What you should do
Copy out each line of the listing below in which the string "Reference" occurs.

Start of Exercise input

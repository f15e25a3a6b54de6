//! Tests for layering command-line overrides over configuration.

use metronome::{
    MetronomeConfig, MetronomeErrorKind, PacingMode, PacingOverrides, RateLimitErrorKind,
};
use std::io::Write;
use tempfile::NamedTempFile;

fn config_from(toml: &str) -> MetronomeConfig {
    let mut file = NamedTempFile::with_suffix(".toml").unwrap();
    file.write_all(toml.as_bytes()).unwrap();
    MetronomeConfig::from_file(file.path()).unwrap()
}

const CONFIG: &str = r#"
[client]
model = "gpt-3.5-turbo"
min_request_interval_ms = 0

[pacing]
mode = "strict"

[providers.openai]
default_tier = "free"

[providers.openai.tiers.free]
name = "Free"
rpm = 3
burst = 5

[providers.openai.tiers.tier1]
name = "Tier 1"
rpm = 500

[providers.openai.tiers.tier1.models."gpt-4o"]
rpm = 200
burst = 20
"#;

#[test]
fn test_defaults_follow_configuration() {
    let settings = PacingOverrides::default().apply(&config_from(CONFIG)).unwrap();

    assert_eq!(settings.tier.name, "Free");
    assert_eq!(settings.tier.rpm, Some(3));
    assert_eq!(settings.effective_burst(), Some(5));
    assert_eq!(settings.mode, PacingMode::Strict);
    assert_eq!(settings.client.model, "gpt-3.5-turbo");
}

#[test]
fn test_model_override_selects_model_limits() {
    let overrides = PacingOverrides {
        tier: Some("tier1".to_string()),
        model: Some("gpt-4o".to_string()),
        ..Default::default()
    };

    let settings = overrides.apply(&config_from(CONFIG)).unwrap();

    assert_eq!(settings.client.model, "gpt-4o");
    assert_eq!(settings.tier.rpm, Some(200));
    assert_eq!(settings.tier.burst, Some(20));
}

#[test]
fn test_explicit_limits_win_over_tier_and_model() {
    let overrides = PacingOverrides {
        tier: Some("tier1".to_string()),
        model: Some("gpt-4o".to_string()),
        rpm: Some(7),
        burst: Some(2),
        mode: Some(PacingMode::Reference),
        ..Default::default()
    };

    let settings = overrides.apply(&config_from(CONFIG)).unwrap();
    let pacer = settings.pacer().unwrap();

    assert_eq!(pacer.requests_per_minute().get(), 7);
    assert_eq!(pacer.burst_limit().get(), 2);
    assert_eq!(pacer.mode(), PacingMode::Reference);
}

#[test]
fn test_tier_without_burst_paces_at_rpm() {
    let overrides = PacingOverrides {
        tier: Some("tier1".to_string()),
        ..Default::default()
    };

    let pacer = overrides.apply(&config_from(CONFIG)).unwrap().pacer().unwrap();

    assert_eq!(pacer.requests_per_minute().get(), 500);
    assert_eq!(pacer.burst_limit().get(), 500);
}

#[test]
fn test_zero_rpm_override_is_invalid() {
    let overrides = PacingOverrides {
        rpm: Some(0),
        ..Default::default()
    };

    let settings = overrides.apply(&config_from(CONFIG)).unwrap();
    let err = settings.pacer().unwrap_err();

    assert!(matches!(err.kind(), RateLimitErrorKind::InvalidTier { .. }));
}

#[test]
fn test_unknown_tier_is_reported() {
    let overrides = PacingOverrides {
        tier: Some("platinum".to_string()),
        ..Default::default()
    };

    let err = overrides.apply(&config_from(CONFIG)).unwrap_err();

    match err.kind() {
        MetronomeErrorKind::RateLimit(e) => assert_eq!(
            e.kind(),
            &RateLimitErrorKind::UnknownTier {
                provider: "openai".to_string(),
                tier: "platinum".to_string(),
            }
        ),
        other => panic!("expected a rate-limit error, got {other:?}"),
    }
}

End of Exercise input
Start of Exercise input

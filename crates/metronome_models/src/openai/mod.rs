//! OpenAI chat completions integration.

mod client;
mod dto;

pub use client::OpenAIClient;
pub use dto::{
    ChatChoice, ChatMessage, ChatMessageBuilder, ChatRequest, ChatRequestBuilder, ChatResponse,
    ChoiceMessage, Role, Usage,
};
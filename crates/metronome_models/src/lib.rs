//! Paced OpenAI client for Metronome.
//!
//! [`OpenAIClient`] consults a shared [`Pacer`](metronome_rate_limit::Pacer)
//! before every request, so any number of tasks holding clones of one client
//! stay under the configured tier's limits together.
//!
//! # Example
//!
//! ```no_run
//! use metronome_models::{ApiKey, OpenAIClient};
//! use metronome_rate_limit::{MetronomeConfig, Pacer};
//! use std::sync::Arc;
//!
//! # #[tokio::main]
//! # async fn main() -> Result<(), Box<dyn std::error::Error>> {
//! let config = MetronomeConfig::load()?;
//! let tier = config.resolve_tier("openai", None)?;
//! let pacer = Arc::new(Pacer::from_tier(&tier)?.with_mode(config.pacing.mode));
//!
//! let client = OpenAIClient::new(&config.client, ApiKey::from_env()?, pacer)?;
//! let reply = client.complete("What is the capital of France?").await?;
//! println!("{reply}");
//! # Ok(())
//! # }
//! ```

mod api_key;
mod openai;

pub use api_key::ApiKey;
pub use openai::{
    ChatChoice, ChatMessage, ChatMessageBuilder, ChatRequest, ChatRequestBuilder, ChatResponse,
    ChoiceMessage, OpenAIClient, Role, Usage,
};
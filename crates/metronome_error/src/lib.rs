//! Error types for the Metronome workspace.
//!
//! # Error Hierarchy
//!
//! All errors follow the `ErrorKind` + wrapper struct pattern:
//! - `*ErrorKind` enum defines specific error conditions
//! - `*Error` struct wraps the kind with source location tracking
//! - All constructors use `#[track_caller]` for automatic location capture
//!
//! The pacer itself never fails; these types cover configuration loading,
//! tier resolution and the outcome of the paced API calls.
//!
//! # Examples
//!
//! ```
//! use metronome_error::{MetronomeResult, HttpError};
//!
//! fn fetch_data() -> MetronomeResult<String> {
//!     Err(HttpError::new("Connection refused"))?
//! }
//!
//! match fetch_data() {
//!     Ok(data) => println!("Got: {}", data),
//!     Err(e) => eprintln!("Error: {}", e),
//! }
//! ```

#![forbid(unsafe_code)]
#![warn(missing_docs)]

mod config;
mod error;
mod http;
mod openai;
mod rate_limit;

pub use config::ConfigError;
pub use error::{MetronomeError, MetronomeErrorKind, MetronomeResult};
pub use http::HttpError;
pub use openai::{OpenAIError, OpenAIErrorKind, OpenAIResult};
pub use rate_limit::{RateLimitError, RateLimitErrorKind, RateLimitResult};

End of Exercise input

Your response
        mode: Some(PacingMode::Reference),
    assert_eq!(pacer.mode(), PacingMode::Reference);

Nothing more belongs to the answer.